Two months into an attorney pay dispute that’s led to the dismissal of dozens of court cases, top lawmakers say that they’re working toward a solution to a financial issue that wasn’t brought to their attention until after they passed this year’s budget.
But the head of the state’s public defender agency told legislative budget-writers months ago about a need for an “influx of funding” to help raise the hourly pay for the private lawyers
“When you hear 2,800 attorneys who handle 80% of the cases, they really are the backbone of the system,” Anthony Benedetti of the Committee for Public Counsel Services said in March. “And so I urge you to consider some movement on the hourly rates. Public defense isn’t a luxury. It’s a necessity.”
Some bar advocates, as the private defense attorneys are known, stopped taking new cases in late May in protest of pay rates they say lag far behind neighboring states. Under an emergency protocol now in place in some courts, judges have to release defendants who have been held for a week with no legal representation.
Governor Maura Healey, state House Speaker Ron Mariano and Senate President Karen Spilka told reporters Monday they hope to find a resolution soon, but didn’t offer details of what that deal might look like or a timeline. Legislative Democrats have previously estimated the price tag of the raise the bar advocates want at $100 million, a substantial sum in what’s expected to be a tight budget year.
Spilka, an Ashland Democrat, said there was no money for bar advocate raises in the budget Healey filed in January, which lawmakers spent the spring rewriting.
“Nothing was in the governor’s budget,” she said. “The House came back out with their budget in April. Nobody raised anything about the need for more funding or the concern about the funding. The Senate came out with some increase that was rejected. So we are now trying to resolve the issue and work it out.”
Added Mariano, “We’re trying to find out something that works in our budget because as you heard from the Senate president, they came to us after we were done, so now we have to go in and look for the money and we have to start cutting things.”
Bar advocate Jennifer O’Brien, in an interview with GBH News, disputed the idea that the conversations did not start until after the budget was finalized.
She said the Committee for Public Counsel Services, the state’s public defender agency, “has been advocating for raises for us for years.”
“In the past few years, they have consistently stated that there’s kind of a crisis looming, that there’s not enough people that are willing to do the bar advocate work,” O’Brien said.
In March, as lawmakers on the Ways and Means Committee were holding hearings on Healey’s budget and preparing to put forward their own spending plans, Benedetti, the CPCS chief counsel, asked them for more money to increase private-attorney pay.
He said a pay boost a few years ago “made a huge difference,” but the agency still hasn’t been able to recruit enough new private attorneys to take on cases.
“And so it’s critical that we have some movement on the hourly rates for the private bar,” Benedetti told lawmakers. “And again, I say that knowing full well that you have a difficult job in front of you, but we want to be able to do our job and provide representation, timely representation, to the people who are statutorily or constitutionally entitled to it.”
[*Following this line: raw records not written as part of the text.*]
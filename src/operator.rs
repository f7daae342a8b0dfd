//! The fixed operator table.
//!
//! Every operator the filter syntax knows is declared once in [`OPERATORS`]: its keyword,
//! its SQL spelling, its shape and the two rendering templates (filter syntax and SQL).
//! Templates are plain text with `{op}`, `{lhs}`, `{rhs}` and `{rhs1}` slots. Operators
//! marked unimplemented stay in the table for documentation but never match a keyword.

use std::collections::{HashMap, HashSet};
use std::fmt;
use std::sync::OnceLock;

use crate::expr::Syntax;

pub const LHS_OP_RHS: &str = "{lhs} {op} {rhs}";
pub const FUNC_LHS_RHS: &str = "{op}({lhs},{rhs})";
pub const FUNC_LHS_RHS_RHS1: &str = "{op}({lhs},{rhs},{rhs1})";
pub const FUNC_LHS: &str = "{op}({lhs})";
pub const FUNC: &str = "{op}()";

#[derive(
    Debug, Clone, Copy, PartialEq, Eq, Hash, strum_macros::Display, strum_macros::EnumString,
)]
#[strum(serialize_all = "lowercase")]
pub enum OperatorKind {
    Whitespace,
    /// `and` / `or`
    Binary,
    Logical,
    Arithmetic,
    Grouping,
    Function,
}

/// A filter/SQL template pair.
#[derive(Debug, Clone, Copy, PartialEq, Eq)]
pub struct Templates {
    pub filter: &'static str,
    pub sql: &'static str,
}

impl Templates {
    pub fn for_syntax(&self, syntax: Syntax) -> &'static str {
        match syntax {
            Syntax::Filter => self.filter,
            Syntax::Sql | Syntax::Placeholder => self.sql,
        }
    }
}

#[derive(Debug, Clone, Copy, PartialEq, Eq)]
pub struct Operator {
    keyword: &'static str,
    sql: &'static str,
    kind: OperatorKind,
    templates: Templates,
    overload: Option<Templates>,
    unimplemented: Option<&'static str>,
}

impl Operator {
    /// An operator whose templates are just its spellings.
    const fn new(kind: OperatorKind, keyword: &'static str, sql: &'static str) -> Self {
        Operator {
            keyword,
            sql,
            kind,
            templates: Templates {
                filter: keyword,
                sql,
            },
            overload: None,
            unimplemented: None,
        }
    }

    const fn templates(mut self, filter: &'static str, sql: &'static str) -> Self {
        self.templates = Templates { filter, sql };
        self
    }

    /// Templates used instead when a third operand is present.
    const fn overload(mut self, filter: &'static str, sql: &'static str) -> Self {
        self.overload = Some(Templates { filter, sql });
        self
    }

    const fn unimplemented(mut self, reason: &'static str) -> Self {
        self.unimplemented = Some(reason);
        self
    }

    pub fn keyword(&self) -> &'static str {
        self.keyword
    }

    pub fn sql(&self) -> &'static str {
        self.sql
    }

    pub fn kind(&self) -> OperatorKind {
        self.kind
    }

    pub fn is_function(&self) -> bool {
        self.kind == OperatorKind::Function
    }

    pub fn is_implemented(&self) -> bool {
        self.unimplemented.is_none()
    }

    pub fn unimplemented_reason(&self) -> Option<&'static str> {
        self.unimplemented
    }

    pub fn base_templates(&self) -> Templates {
        self.templates
    }

    pub fn overload_templates(&self) -> Option<Templates> {
        self.overload
    }

    /// The operator's own spelling: the keyword in filter syntax, the SQL text otherwise.
    pub fn spelling(&self, syntax: Syntax) -> &'static str {
        match syntax {
            Syntax::Filter => self.keyword,
            Syntax::Sql | Syntax::Placeholder => self.sql,
        }
    }

    pub fn template(&self, syntax: Syntax, has_right1: bool) -> &'static str {
        match self.overload {
            Some(overload) if has_right1 => overload.for_syntax(syntax),
            _ => self.templates.for_syntax(syntax),
        }
    }
}

impl fmt::Display for Operator {
    fn fmt(&self, f: &mut fmt::Formatter) -> fmt::Result {
        write!(f, "{}", self.keyword)
    }
}

use OperatorKind::*;

pub const NEW_LINE: Operator = Operator::new(Whitespace, "", "\r\n");
pub const AND: Operator = Operator::new(Binary, "and", "AND");
pub const OR: Operator = Operator::new(Binary, "or", "OR");

// Canonical functions follow the OData v4 URL conventions.
pub static OPERATORS: &[Operator] = &[
    NEW_LINE,
    Operator::new(Grouping, "(", "("),
    Operator::new(Grouping, ")", ")"),
    OR,
    AND,
    Operator::new(Logical, "eq", "=").templates(LHS_OP_RHS, LHS_OP_RHS),
    Operator::new(Logical, "not", "NOT").templates("{op} {rhs}", "{op} {rhs}"),
    Operator::new(Logical, "ex", "EXISTS").templates("{op} ({rhs})", "{op} ({rhs})"),
    Operator::new(Logical, "ge", ">=").templates(LHS_OP_RHS, LHS_OP_RHS),
    Operator::new(Logical, "gt", ">").templates(LHS_OP_RHS, LHS_OP_RHS),
    Operator::new(Logical, "le", "<=").templates(LHS_OP_RHS, LHS_OP_RHS),
    Operator::new(Logical, "lt", "<").templates(LHS_OP_RHS, LHS_OP_RHS),
    Operator::new(Arithmetic, "add", "+").templates(LHS_OP_RHS, LHS_OP_RHS),
    Operator::new(Arithmetic, "sub", "-").templates(LHS_OP_RHS, LHS_OP_RHS),
    Operator::new(Arithmetic, "mul", "*").templates(LHS_OP_RHS, LHS_OP_RHS),
    Operator::new(Arithmetic, "div", "/").templates(LHS_OP_RHS, LHS_OP_RHS),
    Operator::new(Arithmetic, "mod", "%").templates(LHS_OP_RHS, LHS_OP_RHS),
    Operator::new(Function, "contains", "LIKE")
        .templates(FUNC_LHS_RHS, "{lhs} {op} '%' + {rhs} + '%'"),
    Operator::new(Function, "endswith", "LIKE").templates(FUNC_LHS_RHS, "{lhs} {op} {rhs} + '%'"),
    Operator::new(Function, "startswith", "LIKE").templates(FUNC_LHS_RHS, "{lhs} {op} '%' + {rhs}"),
    Operator::new(Function, "length", "LEN").templates(FUNC_LHS, FUNC_LHS),
    Operator::new(Function, "indexof", "CHARINDEX").templates(FUNC_LHS_RHS, FUNC_LHS_RHS),
    Operator::new(Function, "substring", "SUBSTRING")
        .templates(FUNC_LHS_RHS, FUNC_LHS_RHS)
        .overload(FUNC_LHS_RHS_RHS1, FUNC_LHS_RHS_RHS1),
    Operator::new(Function, "tolower", "LOWER")
        .templates(FUNC_LHS, FUNC_LHS)
        .unimplemented("needs a case-sensitive collation, e.g. attribute = 'k' COLLATE Latin1_General_CS_AS"),
    Operator::new(Function, "toupper", "UPPER")
        .templates(FUNC_LHS, FUNC_LHS)
        .unimplemented("needs a case-sensitive collation, e.g. attribute = 'k' COLLATE Latin1_General_CS_AS"),
    Operator::new(Function, "trim", "LTRIM(RTRIM").templates(FUNC_LHS, "{op}({lhs}))"),
    Operator::new(Function, "concat", "CONCAT").templates(FUNC_LHS_RHS, FUNC_LHS_RHS),
    Operator::new(Function, "year", "DATEPART").templates(FUNC_LHS, "{op}(year, {lhs})"),
    Operator::new(Function, "month", "DATEPART").templates(FUNC_LHS, "{op}(month, {lhs})"),
    Operator::new(Function, "day", "DATEPART").templates(FUNC_LHS, "{op}(day, {lhs})"),
    Operator::new(Function, "hour", "DATEPART").templates(FUNC_LHS, "{op}(hour, {lhs})"),
    Operator::new(Function, "minute", "DATEPART").templates(FUNC_LHS, "{op}(minute, {lhs})"),
    Operator::new(Function, "second", "DATEPART").templates(FUNC_LHS, "{op}(second, {lhs})"),
    Operator::new(Function, "fractionalseconds", "DATEPART")
        .templates(FUNC_LHS, "{op}(millisecond, {lhs})"),
    Operator::new(Function, "date", "?")
        .templates(FUNC_LHS, "?")
        .unimplemented("date"),
    Operator::new(Function, "time", "?")
        .templates(FUNC_LHS, "?")
        .unimplemented("time"),
    Operator::new(Function, "totaloffsetminutes", "?")
        .templates(FUNC_LHS, "?")
        .unimplemented("totaloffsetminutes"),
    Operator::new(Function, "now", "GETUTCDATE").templates(FUNC, FUNC),
    Operator::new(Function, "maxdatetime", "")
        .templates(FUNC, "CAST('9999-12-31 23:59:59.997' AS DATETIME)"),
    Operator::new(Function, "mindatetime", "")
        .templates(FUNC, "CAST('1753-01-01 00:00:00.000' AS DATETIME)"),
    Operator::new(Function, "totalseconds", "?")
        .templates(FUNC_LHS, "?")
        .unimplemented("totalseconds"),
    Operator::new(Function, "round", "ROUND").templates(FUNC_LHS, "{op}({lhs},0)"),
    Operator::new(Function, "floor", "FLOOR").templates(FUNC_LHS, FUNC_LHS),
    Operator::new(Function, "ceiling", "CEILING").templates(FUNC_LHS, FUNC_LHS),
    Operator::new(Function, "isof", "?")
        .templates("?", "?")
        .unimplemented("isof"),
    Operator::new(Function, "cast", "?")
        .templates("?", "?")
        .unimplemented("cast"),
    Operator::new(Function, "geo.distance", "?")
        .templates("?", "?")
        .unimplemented("geo.distance"),
    Operator::new(Function, "geo.intersects", "?")
        .templates("?", "?")
        .unimplemented("geo.intersects"),
    Operator::new(Function, "geo.length", "?")
        .templates("?", "?")
        .unimplemented("geo.length"),
    Operator::new(Function, "any", "?")
        .templates("?", "?")
        .unimplemented("any"),
    Operator::new(Function, "all", "?")
        .templates("?", "?")
        .unimplemented("all"),
];

/// Case-insensitive index over the implemented entries of [`OPERATORS`].
#[derive(Debug)]
pub struct Registry {
    by_keyword: HashMap<String, &'static Operator>,
    functions: HashSet<String>,
}

static REGISTRY: OnceLock<Registry> = OnceLock::new();

/// The process-wide registry, built on first use and read-only afterwards.
pub fn registry() -> &'static Registry {
    REGISTRY.get_or_init(Registry::build)
}

impl Registry {
    fn build() -> Self {
        let mut by_keyword = HashMap::new();
        let mut functions = HashSet::new();

        for operator in OPERATORS.iter().filter(|op| op.is_implemented()) {
            let keyword = operator.keyword.to_lowercase();
            if operator.is_function() {
                functions.insert(keyword.clone());
            }
            by_keyword.insert(keyword, operator);
        }

        Registry {
            by_keyword,
            functions,
        }
    }

    /// Finds an implemented operator by keyword, ignoring case.
    pub fn lookup(&self, keyword: &str) -> Option<&'static Operator> {
        self.by_keyword.get(&keyword.to_lowercase()).copied()
    }

    /// Lower-cased keywords of every implemented function.
    pub fn function_keywords(&self) -> &HashSet<String> {
        &self.functions
    }

    pub fn is_function(&self, keyword: &str) -> bool {
        self.functions.contains(&keyword.to_lowercase())
    }

    /// Every declared operator, implemented or not, in declaration order.
    pub fn operators(&self) -> &'static [Operator] {
        OPERATORS
    }
}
Bar advocates’ hourly compensation is set under state law at either $85 or $65 depending on the case type , with a $120 hourly rate for homicide cases.
When state senators debated their budget in May, they added in language that would raise the hourly pay by $5 to $10, but that measure was dropped in negotiations with the House. A different amendment proposing an across-the-board raise of $35 was withdrawn without any debate on the Senate floor.
O’Brien said many bar advocates emailed their lawmakers asking them to support the amendment offering the $35-an-hour raise.
“I can’t say they didn’t have the heads up that people were going to stop taking new cases,” O’Brien said. “They had to know that this was an issue for years, but maybe they didn’t realize how many bar advocates have just had it and they don’t want to take new cases, or the effect that it would have on people’s right to counsel and the courts.”
Along with the timing of the budget cycle, Mariano said another complicating factor is that the bar advocates are independent contractors.
“So you make an agreement with five people, then you’ve got to do it 55 more times,” he said. “We’re trying to get a consensus of where these folks would come back to work and how much it would take to get them to come back to work.”
O’Brien said bar advocates are “ready, willing and able to talk to anyone who will listen.” She called the $35 raise “the absolute bare minimum” and said some of her colleagues who aren’t taking new cases are making more money doing the same work in other states or practicing other types of law.
Republicans in the state Senate plan to meet Wednesday morning with bar advocates.
“Our hope is to identify a path forward that prevents the release of those charged with violent crimes, and a return to functionality for our criminal justice system,” Senate Minority Leader Bruce Tarr said in a statement.